いきなり重要な機密情報を盗むような攻撃が行われるのではなく、段階的に情報が盗まれる、と森井教授は指摘。最初に取られた情報が機密情報でないとしても安心せずに、こうした最初の攻撃から対策を講じていくのが重要だと話す。

日本は今、「マルウェアの流行国」に

マルウェアは「総合不正アクセスツールとして進化を遂げ、AI(人工知能)などの最先端技術を取り入れている。侮ってはいけない」と森井教授は強調。ESETのデータ提供を受けた森井教授が分析したところ、2015年1月1日から16年10月1日までの間に、世界で流通するマルウェアの量は減少傾向にあったが、16年の半ばごろから再び増加に転じた。

世界のマルウェアの流通量。

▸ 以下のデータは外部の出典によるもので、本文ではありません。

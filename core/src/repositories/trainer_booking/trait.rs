//! Trainer booking repository trait.

use async_trait::async_trait;
use uuid::Uuid;

use crate::domain::entities::booking::TrainerBooking;
use crate::errors::DomainError;

/// Repository trait for trainer session bookings
#[async_trait]
pub trait TrainerBookingRepository: Send + Sync {
    /// Insert a booking only while its trainer still exists
    ///
    /// The existence check and the insert must be a single atomic step, so a
    /// trainer deleted concurrently never ends up with an orphan booking.
    ///
    /// # Returns
    /// * `Ok(Some(booking))` - Stored
    /// * `Ok(None)` - The trainer no longer exists; nothing was stored
    async fn create_if_trainer_exists(
        &self,
        booking: TrainerBooking,
    ) -> Result<Option<TrainerBooking>, DomainError>;

    /// Find a booking by id regardless of owner
    async fn find_by_id(&self, id: Uuid) -> Result<Option<TrainerBooking>, DomainError>;

    /// Cancel a booking if and only if it belongs to `user_id`
    ///
    /// The update is filtered on both id and owner.
    ///
    /// # Returns
    /// * `Ok(Some(booking))` - The booking after cancellation
    /// * `Ok(None)` - No booking with that id owned by that user
    async fn cancel_for_user(
        &self,
        booking_id: Uuid,
        user_id: Uuid,
    ) -> Result<Option<TrainerBooking>, DomainError>;

    /// Bookings made by one user, newest first
    async fn list_by_user(&self, user_id: Uuid) -> Result<Vec<TrainerBooking>, DomainError>;
}
//! In-memory implementation of UserRepository for testing

use async_trait::async_trait;
use std::collections::HashMap;
use std::sync::Arc;
use tokio::sync::RwLock;
use uuid::Uuid;

use crate::domain::entities::user::User;
use crate::errors::DomainError;

use super::trait_::UserRepository;

/// Mock user repository for testing
#[derive(Clone, Default)]
pub struct MockUserRepository {
    users: Arc<RwLock<HashMap<Uuid, User>>>,
}

impl MockUserRepository {
    /// Create a new, empty mock repository
    pub fn new() -> Self {
        Self::default()
    }

    /// Number of stored users
    pub async fn len(&self) -> usize {
        self.users.read().await.len()
    }
}

fn duplicate_of(users: &HashMap<Uuid, User>, candidate: &User) -> Option<DomainError> {
    let others = users.values().filter(|u| u.id != candidate.id);
    for other in others {
        if other.email == candidate.email {
            return Some(DomainError::conflict("email", "Email is already registered"));
        }
        if other.phone_number == candidate.phone_number {
            return Some(DomainError::conflict(
                "phoneNumber",
                "Phone number is already registered",
            ));
        }
    }
    None
}

#[async_trait]
impl UserRepository for MockUserRepository {
    async fn find_by_id(&self, id: Uuid) -> Result<Option<User>, DomainError> {
        let users = self.users.read().await;
        Ok(users.get(&id).cloned())
    }

    async fn find_by_email(&self, email: &str) -> Result<Option<User>, DomainError> {
        let users = self.users.read().await;
        Ok(users.values().find(|u| u.email == email).cloned())
    }

    async fn find_by_phone(&self, phone_number: &str) -> Result<Option<User>, DomainError> {
        let users = self.users.read().await;
        Ok(users
            .values()
            .find(|u| u.phone_number == phone_number)
            .cloned())
    }

    async fn create(&self, user: User) -> Result<User, DomainError> {
        let mut users = self.users.write().await;

        if let Some(conflict) = duplicate_of(&users, &user) {
            return Err(conflict);
        }

        users.insert(user.id, user.clone());
        Ok(user)
    }

    async fn update(&self, user: User) -> Result<User, DomainError> {
        let mut users = self.users.write().await;

        if !users.contains_key(&user.id) {
            return Err(DomainError::not_found("User"));
        }
        if let Some(conflict) = duplicate_of(&users, &user) {
            return Err(conflict);
        }

        users.insert(user.id, user.clone());
        Ok(user)
    }

    async fn delete(&self, id: Uuid) -> Result<bool, DomainError> {
        let mut users = self.users.write().await;
        Ok(users.remove(&id).is_some())
    }

    async fn list(&self) -> Result<Vec<User>, DomainError> {
        let users = self.users.read().await;
        let mut all: Vec<User> = users.values().cloned().collect();
        all.sort_by_key(|u| u.created_at);
        Ok(all)
    }
}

減少傾向だったが、再び増加に転じた

ただし、日本は継続して増加傾向

それに対して日本は、15年は世界に比べても流通量は少なかったが、16年に入って急激に増加。その結果、「世界でも日本はマルウェアが流行している国の一つになっている」(同)という。

特に、ランサムウェアは世界規模で流行しているが、日本は特に流行しており、被害が多く発生していると森井教授は話す。しかも日本はマルウェア流通量が増加傾向にあり、森井教授は「最悪の状況になっている」と警告する。

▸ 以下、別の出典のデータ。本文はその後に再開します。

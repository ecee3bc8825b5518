//! Trainer directory service

mod service;


pub use service::TrainerService;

2015年1年間のマルウェア検体数を1日ごとに見ると、特に12月(年末)に急上昇しており、JavaScript形式のダウンローダーなどが急激に増えた

こののダウンローダーはばらまき型メール攻撃やランサムウェアに悪用され、ほぼ日本での攻撃に使われている

日米のマルウェアの総数を比較すると、米国は世界の傾向と一致して減少傾向だが、日本は増加しており、「最悪の状況」

標的型攻撃、メール対応訓練の本当の意味

加えて、森井教授は標的型攻撃にも言及する。「標的型」という名称のイメージで「小さい会社なので狙われない」などの錯覚が生まれているが、実際の攻撃は「標的を選ばない」と森井教授。英語では「APT」(Advanced Persistent Threat)と呼ばれ、直訳すると「技術的に高度で(Advanced)、執拗に・計画的に(Persistent)、大きな脅威になる(Threat)攻撃方法」となる。森井教授は、標的型攻撃は不特定多数に対する攻撃だと強調する。

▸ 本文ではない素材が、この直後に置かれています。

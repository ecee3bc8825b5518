//! MySQL implementation of the GymBookingRepository trait.

use async_trait::async_trait;
use chrono::{DateTime, Utc};
use sqlx::{MySqlPool, Row};
use uuid::Uuid;

use gym_core::domain::entities::booking::{GymBooking, Payment, PaymentMethod, WorkoutType};
use gym_core::errors::DomainError;
use gym_core::repositories::GymBookingRepository;

use super::{column_error, parse_uuid, read_error, write_error};

const GYM_BOOKING_COLUMNS: &str = "id, user_id, workout_type, duration, session_date, \
     payment_method, payment_transaction_id, amount, created_at";

const GYM_BOOKING_CONFLICTS: &[(&str, &str, &str)] = &[(
    "uk_gym_bookings_transaction_id",
    "transactionId",
    "A booking already exists for this payment",
)];

/// MySQL implementation of GymBookingRepository
pub struct MySqlGymBookingRepository {
    pool: MySqlPool,
}

impl MySqlGymBookingRepository {
    pub fn new(pool: MySqlPool) -> Self {
        Self { pool }
    }

    fn row_to_booking(row: &sqlx::mysql::MySqlRow) -> Result<GymBooking, DomainError> {
        let id: String = row.try_get("id").map_err(|e| column_error("id", e))?;
        let user_id: Option<String> = row
            .try_get("user_id")
            .map_err(|e| column_error("user_id", e))?;
        let workout_type: String = row
            .try_get("workout_type")
            .map_err(|e| column_error("workout_type", e))?;
        let method: String = row
            .try_get("payment_method")
            .map_err(|e| column_error("payment_method", e))?;

        Ok(GymBooking {
            id: parse_uuid("id", &id)?,
            user_id: user_id
                .as_deref()
                .map(|raw| parse_uuid("user_id", raw))
                .transpose()?,
            workout_type: WorkoutType::parse(&workout_type).ok_or_else(|| {
                column_error("workout_type", format!("unknown value {}", workout_type))
            })?,
            duration: row
                .try_get("duration")
                .map_err(|e| column_error("duration", e))?,
            session_date: row
                .try_get::<DateTime<Utc>, _>("session_date")
                .map_err(|e| column_error("session_date", e))?,
            payment: Payment {
                method: PaymentMethod::parse(&method).ok_or_else(|| {
                    column_error("payment_method", format!("unknown value {}", method))
                })?,
                transaction_id: row
                    .try_get("payment_transaction_id")
                    .map_err(|e| column_error("payment_transaction_id", e))?,
                amount: row.try_get("amount").map_err(|e| column_error("amount", e))?,
            },
            created_at: row
                .try_get::<DateTime<Utc>, _>("created_at")
                .map_err(|e| column_error("created_at", e))?,
        })
    }
}

#[async_trait]
impl GymBookingRepository for MySqlGymBookingRepository {
    async fn create(&self, booking: GymBooking) -> Result<GymBooking, DomainError> {
        let query = r#"
            INSERT INTO gym_bookings (
                id, user_id, workout_type, duration, session_date,
                payment_method, payment_transaction_id, amount, created_at
            ) VALUES (?, ?, ?, ?, ?, ?, ?, ?, ?)
        "#;

        sqlx::query(query)
            .bind(booking.id.to_string())
            .bind(booking.user_id.map(|id| id.to_string()))
            .bind(booking.workout_type.as_str())
            .bind(booking.duration)
            .bind(booking.session_date)
            .bind(booking.payment.method.as_str())
            .bind(&booking.payment.transaction_id)
            .bind(booking.payment.amount)
            .bind(booking.created_at)
            .execute(&self.pool)
            .await
            .map_err(|e| write_error(e, "create gym booking", GYM_BOOKING_CONFLICTS))?;

        Ok(booking)
    }

    async fn find_by_transaction_id(
        &self,
        transaction_id: &str,
    ) -> Result<Option<GymBooking>, DomainError> {
        let query = format!(
            "SELECT {} FROM gym_bookings WHERE payment_transaction_id = ? LIMIT 1",
            GYM_BOOKING_COLUMNS
        );

        let row = sqlx::query(&query)
            .bind(transaction_id)
            .fetch_optional(&self.pool)
            .await
            .map_err(read_error)?;

        row.as_ref().map(Self::row_to_booking).transpose()
    }

    async fn list_all(&self) -> Result<Vec<GymBooking>, DomainError> {
        let query = format!(
            "SELECT {} FROM gym_bookings ORDER BY created_at DESC",
            GYM_BOOKING_COLUMNS
        );

        let rows = sqlx::query(&query)
            .fetch_all(&self.pool)
            .await
            .map_err(read_error)?;

        rows.iter().map(Self::row_to_booking).collect()
    }

    async fn list_by_user(&self, user_id: Uuid) -> Result<Vec<GymBooking>, DomainError> {
        let query = format!(
            "SELECT {} FROM gym_bookings WHERE user_id = ? ORDER BY created_at DESC",
            GYM_BOOKING_COLUMNS
        );

        let rows = sqlx::query(&query)
            .bind(user_id.to_string())
            .fetch_all(&self.pool)
            .await
            .map_err(read_error)?;

        rows.iter().map(Self::row_to_booking).collect()
    }
}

こうした標的型攻撃(APT)では標的型メール(英語では"ブラックメール")が使われるが、こうしたメール攻撃で一般的に言われる「怪しいメールは開かない」という対策について、森井教授は「不審なメールなどありえない」と指摘。攻撃者は巧妙に細工された内容のメールを送るため、攻撃メールに不審な点はもはや見受けられないというわけだ。森井教授は「もはやおまじないレベル」(同)だと話す。

標的型メール対策の1つとして、普段から怪しいメールを送り、社員が添付ファイルを開いたら注意を促すといった演習があるが、「1人でも引っかかれば社内で感染が広がる」ため、演習では添付ファイルを開く人がゼロにならなければ意味がない。それでも、社員のセキュリティ意識を高めたり、感染後にどう対応するかを訓練することは意味がある、という。

気づかないうちに感染している?

昨今の標的型攻撃では、マルウェアに感染してもバックグラウンドでひっそりと動作したり、そもそも動作するまで数週間時間を置いたりして情報を盗もうとするため、感染に気付きにくい。

森井教授は、全体の数%~10%前後のサイトが攻撃を受けて感染しており、そのうちの7~8割は感染に気付いていないと推計する。中小企業などでは特に保有している情報の価値が自社で分かっておらず、バックドアをしかけられたり踏み台になったり、感染による被害への理解が追いついていない、とする。

森井教授は「感染しない」対策の必要性を強調しつつ、「攻撃を受けたときに、被害を最小限にするための対策、体制をどうするか」という点を重視する。

「セキュリティは簡単ではない」と森井教授。現状を知って対策を検討することが重要で、「まずは現状の脅威を知ることが大事。コストも含めて必ず最良の方策がある」と話し、セキュリティ対策を実施することを促している。